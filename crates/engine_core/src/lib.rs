//! Core types shared by the lunar phase crates.
//!
//! - Transform for placing the moon mesh
//! - Frame timing for the redraw loop

pub mod time;
pub mod transform;

pub use time::*;
pub use transform::*;
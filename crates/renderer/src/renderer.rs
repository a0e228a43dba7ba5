//! Main renderer managing wgpu state and rendering.

use crate::{
    camera::{Camera, CameraUniform},
    color::{scene_format_for, OutputEncoding},
    frame::FrameError,
    mesh::Mesh,
    mosaic::PixelView,
    pipeline::{
        create_camera_bind_group_layout, create_moon_bind_group_layout, create_overlay_pipeline, MoonShading,
        PipelineSet,
    },
    readback::{ReadbackError, SceneTarget},
    texture::Texture,
    vertex::OverlayBatch,
};
use anyhow::Result;
use bytemuck::{Pod, Zeroable};
use glam::{Mat3, Mat4, Vec3};
use orbit::ReliefParams;
use std::sync::Arc;
use wgpu::util::DeviceExt;
use winit::window::Window;

/// Default background gray, display space.
pub const BACKGROUND_GRAY: f32 = 10.0 / 255.0;

/// Surface and lighting constants of the moon. Colors in display space.
#[derive(Debug, Clone, Copy, PartialEq)]
pub struct MoonMaterial {
    /// Relief color at noise 0.
    pub ramp_low: [f32; 3],
    /// Relief color at noise 1.
    pub ramp_high: [f32; 3],
    pub material_color: [f32; 3],
    pub specular_color: [f32; 3],
    pub shininess: f32,
    pub light_color: [f32; 3],
    pub ambient_strength: f32,
}

impl MoonMaterial {
    /// Gray material under a slightly warm light.
    pub fn lit() -> Self {
        Self {
            ramp_low: [0.0; 3],
            ramp_high: [1.0; 3],
            material_color: [200.0 / 255.0; 3],
            specular_color: [200.0 / 255.0; 3],
            shininess: 5.0,
            light_color: [1.0, 1.0, 220.0 / 255.0],
            ambient_strength: 30.0 / 255.0,
        }
    }

    /// Red-to-green noise ramp with a white highlight.
    pub fn relief() -> Self {
        Self {
            ramp_low: [1.0, 0.0, 0.0],
            ramp_high: [10.0 / 255.0, 245.0 / 255.0, 14.0 / 255.0],
            material_color: [0.78; 3],
            specular_color: [1.0; 3],
            shininess: 16.0,
            light_color: [1.0; 3],
            ambient_strength: 0.25,
        }
    }
}

/// Moon shader uniform (must match `Moon` in moon_lit.wgsl and moon_relief.wgsl).
#[repr(C)]
#[derive(Debug, Clone, Copy, Pod, Zeroable)]
pub struct MoonUniform {
    pub model: [[f32; 4]; 4],
    /// Inverse-transpose of view * model, for eye-space normals.
    pub normal_matrix: [[f32; 4]; 4],
    /// xyz = unit vector toward the sun in eye space
    pub sun_eye: [f32; 4],
    pub ramp_low: [f32; 4],
    pub ramp_high: [f32; 4],
    pub material_color: [f32; 4],
    /// w = shininess
    pub specular_color: [f32; 4],
    /// w = ambient strength
    pub light_color: [f32; 4],
    /// x = time, y = noise scale, z = displacement, w = time scale
    pub params: [f32; 4],
    /// x = 1 when the shader must output linear color
    pub flags: [f32; 4],
}

impl MoonUniform {
    pub fn new(
        model: Mat4,
        view: Mat4,
        sun_eye: Vec3,
        material: &MoonMaterial,
        relief: &ReliefParams,
        time: f32,
        encoding: OutputEncoding,
    ) -> Self {
        let model_view = Mat3::from_mat4(view * model);
        let normal_matrix = Mat4::from_mat3(model_view.inverse().transpose());
        let sun = sun_eye.normalize_or_zero();
        let rgb = |c: [f32; 3], w: f32| [c[0], c[1], c[2], w];
        Self {
            model: model.to_cols_array_2d(),
            normal_matrix: normal_matrix.to_cols_array_2d(),
            sun_eye: [sun.x, sun.y, sun.z, 0.0],
            ramp_low: rgb(material.ramp_low, 1.0),
            ramp_high: rgb(material.ramp_high, 1.0),
            material_color: rgb(material.material_color, 1.0),
            specular_color: rgb(material.specular_color, material.shininess),
            light_color: rgb(material.light_color, material.ambient_strength),
            params: [time, relief.noise_scale, relief.displacement, relief.time_scale],
            flags: [encoding.shader_flag(), 0.0, 0.0, 0.0],
        }
    }
}

impl Default for MoonUniform {
    fn default() -> Self {
        Self::new(
            Mat4::IDENTITY,
            Mat4::IDENTITY,
            Vec3::Z,
            &MoonMaterial::lit(),
            &ReliefParams::default(),
            0.0,
            OutputEncoding::Raw,
        )
    }
}

/// Main renderer state.
pub struct Renderer {
    pub surface: wgpu::Surface<'static>,
    pub device: wgpu::Device,
    pub queue: wgpu::Queue,
    pub config: wgpu::SurfaceConfiguration,
    pub size: winit::dpi::PhysicalSize<u32>,
    pub window: Arc<Window>,

    // Pipelines for the swapchain and for the offscreen scene
    surface_pipelines: PipelineSet,
    scene_pipelines: PipelineSet,
    overlay_pipeline: wgpu::RenderPipeline,

    camera_bind_group: wgpu::BindGroup,
    camera_buffer: wgpu::Buffer,
    camera_uniform: CameraUniform,
    view_matrix: Mat4,

    moon_bind_group: wgpu::BindGroup,
    moon_buffer: wgpu::Buffer,

    depth_texture: Texture,
    scene: SceneTarget,

    encoding: OutputEncoding,
    background: f32,
}
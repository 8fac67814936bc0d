//! # pinmap
//!
//! Compile a declarative YAML map description — markers, icons, popups,
//! styling — into a single self-contained HTML document that renders an
//! interactive map. Everything the page needs at view time is inlined:
//! the mapping library, the stylesheet, the behavior script, and every
//! icon as a base64 `data:` URL. Only map tile imagery is streamed.
//!
//! # Architecture: One-Shot Pipeline
//!
//! ```text
//! YAML → parse → validate → project (resolve + intern icons) → assemble → HTML
//! ```
//!
//! Each stage is a pure function over the previous stage's output; the only
//! accumulating state is the icon registry, which is scoped to a single run.
//! Every failure is fatal — this is a batch generator, not a service, so
//! there is no retry policy and no partial output.
//!
//! # Module Map
//!
//! | Module | Role |
//! |--------|------|
//! | [`input`] | serde types for the map document and YAML parsing |
//! | [`validate`] | coordinate range and uniqueness checks |
//! | [`icon`] | icon resolution cascade, SVG recoloring, dedup registry |
//! | [`project`] | marker/settings projection into the page-script shapes |
//! | [`minify`] | light CSS/JS/HTML minifiers |
//! | [`assemble`] | placeholder substitution into the page skeleton |
//! | [`generate`] | top-level orchestration |
//!
//! # Design Decisions
//!
//! ## Icon Deduplication
//!
//! A document with a hundred markers usually uses two or three distinct
//! icons. Resolved icons are interned in an append-only registry keyed on
//! structural equality (mime + payload); markers reference registry indices,
//! so each distinct asset is embedded exactly once. Indices are assigned in
//! first-seen order and never move, which keeps output deterministic.
//!
//! ## One Recolorable SVG Per Built-in Icon
//!
//! Bundled icons are vector files carrying a single `__FILL__` token.
//! Recoloring is a text substitution at generation time, so one file serves
//! every color the user asks for. Raster icons are embedded byte-for-byte;
//! they do not support dynamic color.
//!
//! ## Placeholder Templates Over a Template Engine
//!
//! The page skeleton and behavior script are static strings with unique
//! `%%PINMAP_*%%` tokens. Assembly is a fold over an ordered replacement
//! list with two hard post-conditions: every token must be found, and none
//! may survive. A template engine would buy nothing here — there are no
//! loops or conditionals in the skeleton, only eight substitution points.
//!
//! ## Vendored Mapping Runtime
//!
//! The generated page must work from a `file://` URL with no network fetch
//! for code. The mapping library (a Leaflet-compatible subset) ships inside
//! the binary, pre-compacted, and is inlined into every document.

pub mod assemble;
pub mod generate;
pub mod icon;
pub mod input;
pub mod minify;
pub mod project;
pub mod validate;

#[cfg(test)]
pub(crate) mod test_helpers;
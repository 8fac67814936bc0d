//! Shared test utilities for the pinmap test suite.

use crate::icon::{IconAsset, IconRegistry};
use crate::input::{MapSettings, Marker};
use crate::project::{Projection, project_settings};
use base64::Engine;
use base64::engine::general_purpose::STANDARD;

/// A marker with coordinates only; icon attributes via struct update.
pub fn marker_at(latitude: f64, longitude: f64) -> Marker {
    Marker {
        latitude,
        longitude,
        ..Default::default()
    }
}

/// Projection of the empty document: default settings, no markers.
pub fn empty_projection() -> Projection {
    Projection {
        settings: project_settings(&MapSettings::default()),
        markers: Vec::new(),
        registry: IconRegistry::new(),
    }
}

/// Decode an asset payload back to text for content assertions.
pub fn decode_payload(asset: &IconAsset) -> String {
    String::from_utf8(STANDARD.decode(&asset.data).unwrap()).unwrap()
}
★ ★ ★ ★ ★
Emit, unaltered, the lines from the top of the listing down through the line that holds "filename crates/renderer/src/renderer.rs"; emit nothing else.

filename crates/engine_core/src/lib.rs
//! Core types shared by the lunar phase crates.
//!
//! - Transform for placing the moon mesh
//! - Frame timing for the redraw loop

pub mod time;
pub mod transform;

pub use time::*;
pub use transform::*;
filename crates/renderer/src/renderer.rs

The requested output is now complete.